─── Material shown ───

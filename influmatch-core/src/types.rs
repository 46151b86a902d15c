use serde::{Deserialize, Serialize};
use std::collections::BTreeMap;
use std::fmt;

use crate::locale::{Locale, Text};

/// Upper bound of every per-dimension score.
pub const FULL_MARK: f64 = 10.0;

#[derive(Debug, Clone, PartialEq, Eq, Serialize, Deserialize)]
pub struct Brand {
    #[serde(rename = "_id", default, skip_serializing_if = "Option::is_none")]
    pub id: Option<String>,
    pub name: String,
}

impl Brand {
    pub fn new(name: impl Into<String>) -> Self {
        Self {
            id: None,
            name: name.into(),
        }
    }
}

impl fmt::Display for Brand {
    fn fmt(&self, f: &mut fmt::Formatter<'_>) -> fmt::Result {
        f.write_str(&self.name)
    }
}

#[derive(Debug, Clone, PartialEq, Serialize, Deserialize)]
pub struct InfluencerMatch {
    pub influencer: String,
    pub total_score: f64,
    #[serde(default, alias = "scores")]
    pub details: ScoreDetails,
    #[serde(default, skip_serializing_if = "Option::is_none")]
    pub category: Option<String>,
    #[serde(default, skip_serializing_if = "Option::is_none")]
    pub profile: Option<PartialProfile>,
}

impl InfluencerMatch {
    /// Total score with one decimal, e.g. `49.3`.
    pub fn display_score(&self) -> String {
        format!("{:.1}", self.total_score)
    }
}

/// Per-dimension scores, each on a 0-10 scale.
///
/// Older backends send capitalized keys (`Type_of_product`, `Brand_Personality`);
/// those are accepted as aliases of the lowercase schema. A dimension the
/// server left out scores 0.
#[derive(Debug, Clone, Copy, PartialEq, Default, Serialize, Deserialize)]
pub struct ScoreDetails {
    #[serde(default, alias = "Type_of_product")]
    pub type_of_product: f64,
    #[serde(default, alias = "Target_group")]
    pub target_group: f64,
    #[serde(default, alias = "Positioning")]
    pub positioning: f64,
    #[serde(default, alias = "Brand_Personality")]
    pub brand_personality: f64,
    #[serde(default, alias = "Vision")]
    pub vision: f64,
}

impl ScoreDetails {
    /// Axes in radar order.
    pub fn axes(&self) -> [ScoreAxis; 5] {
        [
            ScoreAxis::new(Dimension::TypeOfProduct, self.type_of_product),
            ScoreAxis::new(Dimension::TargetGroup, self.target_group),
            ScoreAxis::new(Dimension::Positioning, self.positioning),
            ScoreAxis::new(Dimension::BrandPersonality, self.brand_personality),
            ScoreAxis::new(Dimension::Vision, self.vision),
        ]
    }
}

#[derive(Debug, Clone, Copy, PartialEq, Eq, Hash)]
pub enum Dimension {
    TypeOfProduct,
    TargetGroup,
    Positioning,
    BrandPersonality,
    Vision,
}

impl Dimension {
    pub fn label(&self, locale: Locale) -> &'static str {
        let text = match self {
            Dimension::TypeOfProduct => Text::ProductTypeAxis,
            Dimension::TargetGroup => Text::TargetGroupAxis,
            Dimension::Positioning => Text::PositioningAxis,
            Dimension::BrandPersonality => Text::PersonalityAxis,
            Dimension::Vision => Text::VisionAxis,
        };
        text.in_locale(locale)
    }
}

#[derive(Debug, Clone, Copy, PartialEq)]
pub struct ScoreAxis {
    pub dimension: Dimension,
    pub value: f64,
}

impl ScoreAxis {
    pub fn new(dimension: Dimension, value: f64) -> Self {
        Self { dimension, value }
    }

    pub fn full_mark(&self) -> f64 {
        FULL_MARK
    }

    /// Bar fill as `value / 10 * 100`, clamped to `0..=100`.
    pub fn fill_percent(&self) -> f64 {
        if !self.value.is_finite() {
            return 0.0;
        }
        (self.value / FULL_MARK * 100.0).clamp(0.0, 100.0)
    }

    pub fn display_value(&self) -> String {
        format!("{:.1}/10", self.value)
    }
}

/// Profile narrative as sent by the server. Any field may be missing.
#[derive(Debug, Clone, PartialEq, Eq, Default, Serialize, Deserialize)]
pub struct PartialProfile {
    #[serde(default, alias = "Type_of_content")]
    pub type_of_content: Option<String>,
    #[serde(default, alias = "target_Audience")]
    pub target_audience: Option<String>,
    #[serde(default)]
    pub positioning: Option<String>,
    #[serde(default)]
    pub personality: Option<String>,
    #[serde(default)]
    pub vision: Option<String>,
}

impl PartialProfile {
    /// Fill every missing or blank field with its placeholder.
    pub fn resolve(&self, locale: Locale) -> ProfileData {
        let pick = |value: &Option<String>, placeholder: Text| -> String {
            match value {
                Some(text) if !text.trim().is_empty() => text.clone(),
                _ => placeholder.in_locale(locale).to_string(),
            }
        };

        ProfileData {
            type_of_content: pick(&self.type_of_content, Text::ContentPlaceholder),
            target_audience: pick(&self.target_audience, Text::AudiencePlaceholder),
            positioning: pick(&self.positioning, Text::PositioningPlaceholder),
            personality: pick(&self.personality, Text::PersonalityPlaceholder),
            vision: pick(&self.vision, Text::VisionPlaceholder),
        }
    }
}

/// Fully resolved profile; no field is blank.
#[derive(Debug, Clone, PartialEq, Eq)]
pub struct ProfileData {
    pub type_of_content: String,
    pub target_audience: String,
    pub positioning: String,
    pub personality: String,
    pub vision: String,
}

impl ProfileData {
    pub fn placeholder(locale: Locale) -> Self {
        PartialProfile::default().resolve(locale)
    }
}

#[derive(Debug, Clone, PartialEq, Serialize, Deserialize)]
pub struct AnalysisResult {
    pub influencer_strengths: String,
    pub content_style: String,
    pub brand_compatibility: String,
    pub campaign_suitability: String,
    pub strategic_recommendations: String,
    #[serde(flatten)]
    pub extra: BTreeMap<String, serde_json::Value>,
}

───
─── Material shown ───

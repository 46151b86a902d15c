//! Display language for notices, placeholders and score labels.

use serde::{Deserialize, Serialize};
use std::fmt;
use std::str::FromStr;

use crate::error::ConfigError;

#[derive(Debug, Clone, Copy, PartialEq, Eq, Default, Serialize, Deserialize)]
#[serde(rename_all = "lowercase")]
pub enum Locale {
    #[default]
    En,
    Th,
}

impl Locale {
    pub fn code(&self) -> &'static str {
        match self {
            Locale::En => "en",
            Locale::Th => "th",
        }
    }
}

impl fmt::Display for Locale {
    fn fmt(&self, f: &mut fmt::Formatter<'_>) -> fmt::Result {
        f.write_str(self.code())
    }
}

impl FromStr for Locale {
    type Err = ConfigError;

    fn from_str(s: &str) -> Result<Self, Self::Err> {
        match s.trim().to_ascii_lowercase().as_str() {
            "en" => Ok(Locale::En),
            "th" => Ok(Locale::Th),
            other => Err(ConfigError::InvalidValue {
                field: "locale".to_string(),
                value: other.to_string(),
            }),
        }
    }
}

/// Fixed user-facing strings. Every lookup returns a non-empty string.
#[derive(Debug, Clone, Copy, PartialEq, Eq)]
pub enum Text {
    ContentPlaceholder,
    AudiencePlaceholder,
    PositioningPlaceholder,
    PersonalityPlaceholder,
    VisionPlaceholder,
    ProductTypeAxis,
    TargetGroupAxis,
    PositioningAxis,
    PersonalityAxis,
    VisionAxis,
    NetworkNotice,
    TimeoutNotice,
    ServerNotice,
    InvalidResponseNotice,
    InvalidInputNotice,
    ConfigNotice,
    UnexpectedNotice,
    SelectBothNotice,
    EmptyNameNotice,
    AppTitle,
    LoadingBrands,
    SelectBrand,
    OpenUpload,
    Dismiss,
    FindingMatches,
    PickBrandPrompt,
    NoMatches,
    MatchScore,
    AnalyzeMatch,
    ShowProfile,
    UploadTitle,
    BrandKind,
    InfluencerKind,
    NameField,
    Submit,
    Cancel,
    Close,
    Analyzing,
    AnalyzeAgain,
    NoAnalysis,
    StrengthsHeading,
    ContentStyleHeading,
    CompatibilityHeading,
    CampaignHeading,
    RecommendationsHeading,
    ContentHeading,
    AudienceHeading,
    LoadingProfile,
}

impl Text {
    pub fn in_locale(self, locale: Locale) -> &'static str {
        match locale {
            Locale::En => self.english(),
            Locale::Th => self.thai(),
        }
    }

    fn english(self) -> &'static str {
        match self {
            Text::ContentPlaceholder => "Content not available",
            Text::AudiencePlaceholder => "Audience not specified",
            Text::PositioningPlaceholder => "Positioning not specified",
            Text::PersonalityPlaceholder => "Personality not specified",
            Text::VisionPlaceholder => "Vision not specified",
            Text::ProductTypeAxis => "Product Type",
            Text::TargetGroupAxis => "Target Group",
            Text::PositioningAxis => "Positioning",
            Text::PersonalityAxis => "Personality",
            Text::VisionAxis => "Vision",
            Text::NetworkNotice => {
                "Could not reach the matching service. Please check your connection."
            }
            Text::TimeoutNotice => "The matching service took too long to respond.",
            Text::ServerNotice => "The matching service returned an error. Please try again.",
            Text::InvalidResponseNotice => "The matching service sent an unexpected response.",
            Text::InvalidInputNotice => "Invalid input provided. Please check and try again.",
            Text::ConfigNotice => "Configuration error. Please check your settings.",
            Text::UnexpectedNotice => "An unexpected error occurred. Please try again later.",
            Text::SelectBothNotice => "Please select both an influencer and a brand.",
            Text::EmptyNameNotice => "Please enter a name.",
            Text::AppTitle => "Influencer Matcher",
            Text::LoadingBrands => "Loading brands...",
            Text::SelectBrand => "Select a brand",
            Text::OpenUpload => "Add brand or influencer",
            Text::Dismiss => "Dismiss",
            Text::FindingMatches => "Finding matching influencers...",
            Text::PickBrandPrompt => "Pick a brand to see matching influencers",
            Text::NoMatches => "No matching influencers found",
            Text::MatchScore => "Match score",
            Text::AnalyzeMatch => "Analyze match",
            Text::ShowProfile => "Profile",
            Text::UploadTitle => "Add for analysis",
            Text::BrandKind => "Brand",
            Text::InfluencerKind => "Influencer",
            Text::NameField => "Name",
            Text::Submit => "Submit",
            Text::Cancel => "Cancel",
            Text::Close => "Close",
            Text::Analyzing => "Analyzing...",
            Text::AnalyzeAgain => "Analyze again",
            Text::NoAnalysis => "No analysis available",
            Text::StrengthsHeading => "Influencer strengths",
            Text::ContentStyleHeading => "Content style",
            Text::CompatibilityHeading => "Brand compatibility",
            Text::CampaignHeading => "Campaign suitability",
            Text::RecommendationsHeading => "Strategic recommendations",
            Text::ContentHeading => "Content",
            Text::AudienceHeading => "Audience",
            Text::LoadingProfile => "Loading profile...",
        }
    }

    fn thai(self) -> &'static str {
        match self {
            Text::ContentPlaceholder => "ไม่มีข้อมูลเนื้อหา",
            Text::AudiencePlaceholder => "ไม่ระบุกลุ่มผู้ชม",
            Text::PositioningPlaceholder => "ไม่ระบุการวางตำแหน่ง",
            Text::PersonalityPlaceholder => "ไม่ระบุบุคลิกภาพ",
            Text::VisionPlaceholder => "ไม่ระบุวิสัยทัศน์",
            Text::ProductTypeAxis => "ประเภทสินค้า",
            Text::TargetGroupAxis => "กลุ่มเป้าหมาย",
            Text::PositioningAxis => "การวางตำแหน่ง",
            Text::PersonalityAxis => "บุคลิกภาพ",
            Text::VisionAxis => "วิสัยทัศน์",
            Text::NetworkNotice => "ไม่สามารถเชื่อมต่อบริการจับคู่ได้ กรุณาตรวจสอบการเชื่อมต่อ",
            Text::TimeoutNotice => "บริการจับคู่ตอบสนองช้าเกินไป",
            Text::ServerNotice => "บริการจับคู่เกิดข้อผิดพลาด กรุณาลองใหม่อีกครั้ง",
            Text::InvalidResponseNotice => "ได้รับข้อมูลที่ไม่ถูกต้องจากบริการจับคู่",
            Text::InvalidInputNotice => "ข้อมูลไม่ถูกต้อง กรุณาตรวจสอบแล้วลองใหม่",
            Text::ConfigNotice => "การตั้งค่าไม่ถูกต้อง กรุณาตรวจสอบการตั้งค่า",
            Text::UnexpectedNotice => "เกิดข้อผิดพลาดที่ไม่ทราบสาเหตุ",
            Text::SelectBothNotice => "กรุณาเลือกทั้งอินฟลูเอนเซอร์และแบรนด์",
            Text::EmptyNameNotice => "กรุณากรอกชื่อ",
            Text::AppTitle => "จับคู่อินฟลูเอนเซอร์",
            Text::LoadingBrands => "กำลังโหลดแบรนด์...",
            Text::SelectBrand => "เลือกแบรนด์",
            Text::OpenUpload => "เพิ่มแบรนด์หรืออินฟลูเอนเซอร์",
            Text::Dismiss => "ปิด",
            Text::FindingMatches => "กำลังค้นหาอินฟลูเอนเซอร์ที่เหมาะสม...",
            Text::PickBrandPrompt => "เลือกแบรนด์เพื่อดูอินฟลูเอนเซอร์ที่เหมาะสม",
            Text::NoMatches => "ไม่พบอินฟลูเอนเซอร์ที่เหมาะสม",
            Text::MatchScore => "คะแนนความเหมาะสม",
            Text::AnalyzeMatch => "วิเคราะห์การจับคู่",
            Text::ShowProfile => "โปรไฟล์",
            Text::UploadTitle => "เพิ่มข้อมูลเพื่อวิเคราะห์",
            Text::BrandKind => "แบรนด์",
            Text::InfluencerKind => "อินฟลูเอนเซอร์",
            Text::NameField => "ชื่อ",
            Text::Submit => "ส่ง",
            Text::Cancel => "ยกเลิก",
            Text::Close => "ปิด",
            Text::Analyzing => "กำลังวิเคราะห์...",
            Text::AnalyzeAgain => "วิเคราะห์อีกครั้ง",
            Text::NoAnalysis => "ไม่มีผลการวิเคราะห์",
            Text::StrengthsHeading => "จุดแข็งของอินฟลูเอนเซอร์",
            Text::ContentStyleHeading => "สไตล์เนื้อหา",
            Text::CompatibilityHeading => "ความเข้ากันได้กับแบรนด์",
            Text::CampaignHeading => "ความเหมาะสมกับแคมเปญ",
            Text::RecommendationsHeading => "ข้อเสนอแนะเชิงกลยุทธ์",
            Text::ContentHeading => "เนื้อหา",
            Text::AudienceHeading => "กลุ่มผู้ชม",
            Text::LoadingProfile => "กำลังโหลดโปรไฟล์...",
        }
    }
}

───
─── Material shown ───

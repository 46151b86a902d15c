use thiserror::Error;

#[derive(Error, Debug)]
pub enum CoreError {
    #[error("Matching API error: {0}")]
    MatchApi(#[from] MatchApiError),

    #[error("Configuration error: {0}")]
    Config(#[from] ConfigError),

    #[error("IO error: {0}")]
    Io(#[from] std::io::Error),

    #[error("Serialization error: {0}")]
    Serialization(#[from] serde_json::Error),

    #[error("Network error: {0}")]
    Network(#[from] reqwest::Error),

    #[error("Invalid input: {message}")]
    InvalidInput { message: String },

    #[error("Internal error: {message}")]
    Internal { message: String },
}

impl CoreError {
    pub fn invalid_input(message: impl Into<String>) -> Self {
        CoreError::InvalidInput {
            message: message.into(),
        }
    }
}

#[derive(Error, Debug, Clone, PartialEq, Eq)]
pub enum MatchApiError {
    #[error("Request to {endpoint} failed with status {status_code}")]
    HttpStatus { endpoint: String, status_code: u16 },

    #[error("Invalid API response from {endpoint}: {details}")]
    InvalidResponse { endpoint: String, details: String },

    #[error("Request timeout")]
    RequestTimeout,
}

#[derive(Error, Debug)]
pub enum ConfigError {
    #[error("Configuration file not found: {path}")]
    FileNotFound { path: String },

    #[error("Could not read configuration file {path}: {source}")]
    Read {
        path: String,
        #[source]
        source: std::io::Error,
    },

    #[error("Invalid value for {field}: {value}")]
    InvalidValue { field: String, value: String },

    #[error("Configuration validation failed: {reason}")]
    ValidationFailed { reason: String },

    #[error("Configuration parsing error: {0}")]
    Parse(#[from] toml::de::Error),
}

───

◆ **To do**: "other" is the string to look for; please copy every line of the records above where it appears.

◆ **Expected answer**:
            other => Err(ConfigError::InvalidValue {
                value: other.to_string(),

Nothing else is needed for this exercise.